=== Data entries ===
○ ○ ○ ○

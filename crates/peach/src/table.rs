//! Open-addressing hash table keyed by interned strings.
//!
//! One table type serves two roles in the VM: the global-variable table
//! (name → value) and the string-intern set (string → nil). Keys carry
//! their FNV-1a hash, so probing never rehashes; because keys are interned,
//! key comparison during a probe is pointer identity. The one place that
//! must deep-compare is [`Table::find_string`], which is exactly the lookup
//! the interner uses to decide whether a canonical string already exists.
//!
//! Deletion leaves a tombstone so probe sequences stay intact; tombstones
//! are reusable by inserts and are dropped wholesale on resize.

use std::rc::Rc;

use crate::object::ObjString;
use crate::value::Value;

const INITIAL_CAPACITY: usize = 8;

/// The three states a slot can be in. A tombstone marks a deleted entry
/// that probe sequences must walk through.
#[derive(Debug, Clone)]
enum Entry {
    Empty,
    Tombstone,
    Full(Rc<ObjString>, Value),
}

/// Hash table with linear probing, a 0.75 max load factor, and doubling
/// growth. `count` includes tombstones, so a long-lived table that churns
/// keys still resizes before probe chains degrade.
#[derive(Debug, Default)]
pub struct Table {
    count: usize,
    entries: Vec<Entry>,
}

impl Table {
    pub fn new() -> Self {
        Table::default()
    }

    /// Look up the value stored under `key`.
    pub fn get(&self, key: &Rc<ObjString>) -> Option<&Value> {
        if self.entries.is_empty() {
            return None;
        }
        match &self.entries[self.find_slot(key)] {
            Entry::Full(_, value) => Some(value),
            _ => None,
        }
    }

    /// Insert or overwrite. Returns `true` when `key` was not present.
    pub fn set(&mut self, key: Rc<ObjString>, value: Value) -> bool {
        if (self.count + 1) * 4 > self.entries.len() * 3 {
            self.grow();
        }

        let slot = self.find_slot(&key);
        let is_new = match self.entries[slot] {
            Entry::Full(..) => false,
            // A reused tombstone is already part of `count`.
            Entry::Tombstone => true,
            Entry::Empty => {
                self.count += 1;
                true
            }
        };
        self.entries[slot] = Entry::Full(key, value);
        is_new
    }

    /// Deep lookup for the interner: find an existing key whose contents
    /// equal `chars`. Everything else in the table compares keys by
    /// identity; this is the one content-equality probe.
    pub fn find_string(&self, chars: &str, hash: u32) -> Option<Rc<ObjString>> {
        if self.entries.is_empty() {
            return None;
        }
        let mut index = hash as usize % self.entries.len();
        loop {
            match &self.entries[index] {
                Entry::Empty => return None,
                Entry::Tombstone => {}
                Entry::Full(key, _) => {
                    if key.hash == hash && &*key.chars == chars {
                        return Some(key.clone());
                    }
                }
            }
            index = (index + 1) % self.entries.len();
        }
    }

    /// Find the slot `key` lives in, or the slot an insert of `key` should
    /// use: the first tombstone seen on the probe path if any, otherwise
    /// the terminating empty slot.
    fn find_slot(&self, key: &Rc<ObjString>) -> usize {
        let mut index = key.hash as usize % self.entries.len();
        let mut tombstone: Option<usize> = None;
        loop {
            match &self.entries[index] {
                Entry::Empty => return tombstone.unwrap_or(index),
                Entry::Tombstone => {
                    if tombstone.is_none() {
                        tombstone = Some(index);
                    }
                }
                Entry::Full(existing, _) => {
                    if Rc::ptr_eq(existing, key) {
                        return index;
                    }
                }
            }
            index = (index + 1) % self.entries.len();
        }
    }

    /// Double the capacity and rehash the live entries; tombstones are not
    /// carried over, so `count` becomes the live count again.
    fn grow(&mut self) {
        let new_capacity = if self.entries.is_empty() {
            INITIAL_CAPACITY
        } else {
            self.entries.len() * 2
        };

        let old = std::mem::replace(&mut self.entries, vec![Entry::Empty; new_capacity]);
        self.count = 0;
        for entry in old {
            if let Entry::Full(key, value) = entry {
                let slot = self.find_slot(&key);
                self.entries[slot] = Entry::Full(key, value);
                self.count += 1;
            }
        }
    }
}

/// Deletion exists to pin down the tombstone contract; nothing in the VM
/// deletes entries (`SET_GLOBAL` checks existence before writing rather
/// than inserting and rolling back), so it is compiled for tests only.
#[cfg(test)]
impl Table {
    /// Remove `key`, leaving a tombstone. Returns `true` if it was present.
    fn delete(&mut self, key: &Rc<ObjString>) -> bool {
        if self.entries.is_empty() {
            return false;
        }
        let slot = self.find_slot(key);
        match self.entries[slot] {
            Entry::Full(..) => {
                self.entries[slot] = Entry::Tombstone;
                true
            }
            _ => false,
        }
    }
}

#[cfg(test)]
mod tests {
    use super::*;
    use crate::object;

    fn interned(strings: &mut Table, s: &str) -> Rc<ObjString> {
        object::intern(strings, s)
    }

    #[test]
    fn set_get_overwrite() {
        let mut strings = Table::new();
        let mut table = Table::new();
        let key = interned(&mut strings, "answer");

        assert!(table.set(key.clone(), Value::Number(1.0)));
        assert_eq!(table.get(&key), Some(&Value::Number(1.0)));

        assert!(!table.set(key.clone(), Value::Number(2.0)));
        assert_eq!(table.get(&key), Some(&Value::Number(2.0)));
    }

    #[test]
    fn missing_key() {
        let mut strings = Table::new();
        let mut table = Table::new();
        let present = interned(&mut strings, "present");
        let absent = interned(&mut strings, "absent");
        table.set(present, Value::Nil);
        assert_eq!(table.get(&absent), None);
        assert!(!table.delete(&absent));
    }

    #[test]
    fn delete_leaves_probe_sequence_intact() {
        let mut strings = Table::new();
        let mut table = Table::new();

        // Enough keys that some certainly collide and chain.
        let keys: Vec<_> = (0..32)
            .map(|i| interned(&mut strings, &format!("key{}", i)))
            .collect();
        for (i, key) in keys.iter().enumerate() {
            table.set(key.clone(), Value::Number(i as f64));
        }

        // Delete every even key; every odd key must stay reachable even if
        // it probed past a now-deleted slot.
        for key in keys.iter().step_by(2) {
            assert!(table.delete(key));
        }
        for (i, key) in keys.iter().enumerate() {
            if i % 2 == 0 {
                assert_eq!(table.get(key), None);
            } else {
                assert_eq!(table.get(key), Some(&Value::Number(i as f64)));
            }
        }
    }

    #[test]
    fn tombstones_are_reused_by_inserts() {
        let mut strings = Table::new();
        let mut table = Table::new();
        let key = interned(&mut strings, "ghost");

        table.set(key.clone(), Value::Bool(true));
        let capacity = table.entries.len();
        table.delete(&key);

        // Re-inserting the same key reclaims the tombstone rather than
        // consuming a fresh empty slot.
        table.set(key.clone(), Value::Bool(false));
        assert_eq!(table.entries.len(), capacity);
        assert_eq!(table.get(&key), Some(&Value::Bool(false)));

        let full = table
            .entries
            .iter()
            .filter(|e| matches!(e, Entry::Full(..)))
            .count();
        assert_eq!(full, 1);
    }

    #[test]
    fn growth_preserves_entries_and_drops_tombstones() {
        let mut strings = Table::new();
        let mut table = Table::new();

        let doomed = interned(&mut strings, "doomed");
        table.set(doomed.clone(), Value::Nil);
        table.delete(&doomed);

        let keys: Vec<_> = (0..100)
            .map(|i| interned(&mut strings, &format!("k{}", i)))
            .collect();
        for (i, key) in keys.iter().enumerate() {
            table.set(key.clone(), Value::Number(i as f64));
        }

        for (i, key) in keys.iter().enumerate() {
            assert_eq!(table.get(key), Some(&Value::Number(i as f64)));
        }
        // After at least one resize, the tombstone is gone: count is
        // exactly the live entries.
        assert_eq!(table.count, 100);
    }

    #[test]
    fn find_string_compares_contents() {
        let mut strings = Table::new();
        let key = interned(&mut strings, "needle");
        let hash = ObjString::hash_of(b"needle");

        let found = strings.find_string("needle", hash).unwrap();
        assert!(Rc::ptr_eq(&found, &key));
        assert!(strings.find_string("haystack", hash).is_none());
    }
}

○ ○ ○ ○

Among the records, find each line where the word "exists" occurs, and copy it.

//! the interner uses to decide whether a canonical string already exists.
/// Deletion exists to pin down the tombstone contract; nothing in the VM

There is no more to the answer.